Le non-manifesté, c’est ce qui est, mais qui n’apparaît pas dans l’ordre du perceptible, du mesurable, de l’intelligible immédiat.
Dans la tradition indienne, le non-manifesté est la source première, silencieuse, indifférenciée de tout ce qui existe. Il est pure potentialité, antérieure à toute forme, temps ou espace.
La Samkhyakarika a une ontologie dualiste qui distingue:
1) Purusha (principe de séparation absolue, de vide absolu, de liberté absolue) et Prakriti (principe de reliance absolue, de plénitude absolue, de conditionnement absolu).

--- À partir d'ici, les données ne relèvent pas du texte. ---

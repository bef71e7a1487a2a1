//! Error types for the server-data cache.

use thiserror::Error;

/// Error for invalid HTTP header configuration.
#[derive(Debug, Clone, Error)]
pub enum InvalidHeaderError {
    #[error("invalid header name: {0}")]
    InvalidName(String),
    #[error("invalid header value: {0}")]
    InvalidValue(String),
}

/// Failure propagated from an [`RpcCaller`](crate::RpcCaller).
///
/// The cache stores the error on the request's slot verbatim and re-raises
/// it on every subsequent access, which is why this type is `Clone`.
#[derive(Debug, Clone, Error)]
pub enum RpcError {
    #[error("transport error: {0}")]
    Transport(String),

    #[error("timeout")]
    Timeout,

    #[error("server error {code}: {message}")]
    Server { code: i64, message: String },

    #[error("malformed response: {0}")]
    Malformed(String),
}

impl RpcError {
    /// Whether this error is transient enough for a transport-level retry.
    ///
    /// Only [`HttpRpcCaller`](crate::HttpRpcCaller) consults this; the cache
    /// itself never retries a rejected slot.
    pub fn is_retryable(&self) -> bool {
        match self {
            RpcError::Transport(_) => true,
            RpcError::Timeout => true,
            RpcError::Server { code, .. } => *code >= 500,
            RpcError::Malformed(_) => false,
        }
    }

    /// Create an error from an HTTP status code.
    pub fn from_status(status: u16) -> Self {
        RpcError::Server {
            code: i64::from(status),
            message: match status {
                400 => "bad request".to_string(),
                401 => "unauthorized".to_string(),
                403 => "forbidden".to_string(),
                404 => "not found".to_string(),
                429 => "rate limited".to_string(),
                _ if status >= 500 => format!("server error {}", status),
                _ => format!("unexpected status {}", status),
            },
        }
    }
}

impl From<reqwest::Error> for RpcError {
    fn from(err: reqwest::Error) -> Self {
        if err.is_timeout() {
            RpcError::Timeout
        } else {
            RpcError::Transport(err.to_string())
        }
    }
}

impl From<serde_json::Error> for RpcError {
    fn from(err: serde_json::Error) -> Self {
        RpcError::Malformed(err.to_string())
    }
}

/// Outcome of a synchronous cache read.
///
/// `NotReady` is the distinguished signal the evaluator matches on to render
/// a loading marker instead of an error cell. Everything else is a real RPC
/// failure replayed from the slot.
#[derive(Debug, Clone, Error)]
pub enum DataError {
    /// The value is being fetched; retry after the current loading episode.
    #[error("data is still loading")]
    NotReady,

    #[error(transparent)]
    Rpc(#[from] RpcError),
}

impl DataError {
    /// Whether this is the loading marker rather than a real failure.
    pub fn is_not_ready(&self) -> bool {
        matches!(self, DataError::NotReady)
    }
}

#[cfg(test)]
mod tests {
    use super::*;

    #[test]
    fn retryable_classification() {
        assert!(RpcError::Transport("connection reset".into()).is_retryable());
        assert!(RpcError::Timeout.is_retryable());
        assert!(RpcError::from_status(503).is_retryable());
        assert!(!RpcError::from_status(404).is_retryable());
        assert!(!RpcError::Malformed("not json".into()).is_retryable());
    }

    #[test]
    fn not_ready_is_distinguishable() {
        assert!(DataError::NotReady.is_not_ready());
        let err: DataError = RpcError::Timeout.into();
        assert!(!err.is_not_ready());
    }
}
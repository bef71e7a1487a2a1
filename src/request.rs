//! Request identity and fingerprinting.

use serde_json::Value;
use std::fmt;

/// One `(model, method, args)` invocation.
///
/// Immutable after construction. Two requests with JSON-equivalent
/// arguments share a [`Fingerprint`] and therefore share a cache slot.
#[derive(Debug, Clone, PartialEq, Eq)]
pub struct Request {
    model: String,
    method: String,
    args: Vec<Value>,
}

impl Request {
    /// Create a new request.
    pub fn new(model: impl Into<String>, method: impl Into<String>, args: Vec<Value>) -> Self {
        Self {
            model: model.into(),
            method: method.into(),
            args,
        }
    }

    pub fn model(&self) -> &str {
        &self.model
    }

    pub fn method(&self) -> &str {
        &self.method
    }

    pub fn args(&self) -> &[Value] {
        &self.args
    }

    /// First positional argument, used as the batching key.
    ///
    /// Batched endpoints accumulate this argument across requests and send
    /// them as one list; any remaining arguments are expected to be shared
    /// by every request in the batch.
    pub fn batch_key(&self) -> Option<&Value> {
        self.args.first()
    }

    /// Canonical identity of the `(model, method, args)` triple.
    ///
    /// Stable under JSON-equivalent arguments: arrays serialize
    /// positionally and object keys are sorted, so logically identical
    /// requests map to the same slot no matter how the caller built them.
    pub fn fingerprint(&self) -> Fingerprint {
        let mut out = String::with_capacity(32);
        out.push_str(&self.model);
        out.push('/');
        out.push_str(&self.method);
        out.push('(');
        for (i, arg) in self.args.iter().enumerate() {
            if i > 0 {
                out.push(',');
            }
            write_canonical(arg, &mut out);
        }
        out.push(')');
        Fingerprint(out)
    }
}

impl fmt::Display for Request {
    fn fmt(&self, f: &mut fmt::Formatter<'_>) -> fmt::Result {
        write!(f, "{}/{}", self.model, self.method)
    }
}

/// Canonical string identity of a request.
#[derive(Debug, Clone, PartialEq, Eq, Hash)]
pub struct Fingerprint(String);

impl Fingerprint {
    pub fn as_str(&self) -> &str {
        &self.0
    }
}

impl fmt::Display for Fingerprint {
    fn fmt(&self, f: &mut fmt::Formatter<'_>) -> fmt::Result {
        f.write_str(&self.0)
    }
}

/// Serialize a JSON value with object keys sorted recursively.
///
/// `serde_json` already sorts map keys with default features, but the
/// fingerprint must not silently change if `preserve_order` ever ends up
/// enabled through feature unification, so ordering is enforced here.
fn write_canonical(value: &Value, out: &mut String) {
    match value {
        Value::Object(map) => {
            let mut keys: Vec<&String> = map.keys().collect();
            keys.sort();
            out.push('{');
            for (i, key) in keys.iter().enumerate() {
                if i > 0 {
                    out.push(',');
                }
                // Key is serialized through serde_json to get JSON string escaping.
                out.push_str(&serde_json::to_string(key).unwrap_or_default());
                out.push(':');
                write_canonical(&map[*key], out);
            }
            out.push('}');
        }
        Value::Array(items) => {
            out.push('[');
            for (i, item) in items.iter().enumerate() {
                if i > 0 {
                    out.push(',');
                }
                write_canonical(item, out);
            }
            out.push(']');
        }
        other => out.push_str(&other.to_string()),
    }
}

2) Prakriti non-manifestée (avyakta) et Prakriti manifestée (vyakta).
Prakriti non manifestée est la nature invisible primordiale, la substance originelle, éternelle, inconsciente, qui est toujours là, mais qui ne se manifeste en tant que conscience que dans la dissociation avec elle-même par la proximité de Purusha, le principe non conscient de séparation.
Prakriti non-manifestée ne se manifeste que sous certaines conditions. Tant qu’elle reste en équilibre parfait, ses trois gunas (sattva, rajas, tamas) en harmonie équilibrée, elle est dite non-manifestée, latente, potentielle, où rien ne s’actualise encore, mais où tout est possible.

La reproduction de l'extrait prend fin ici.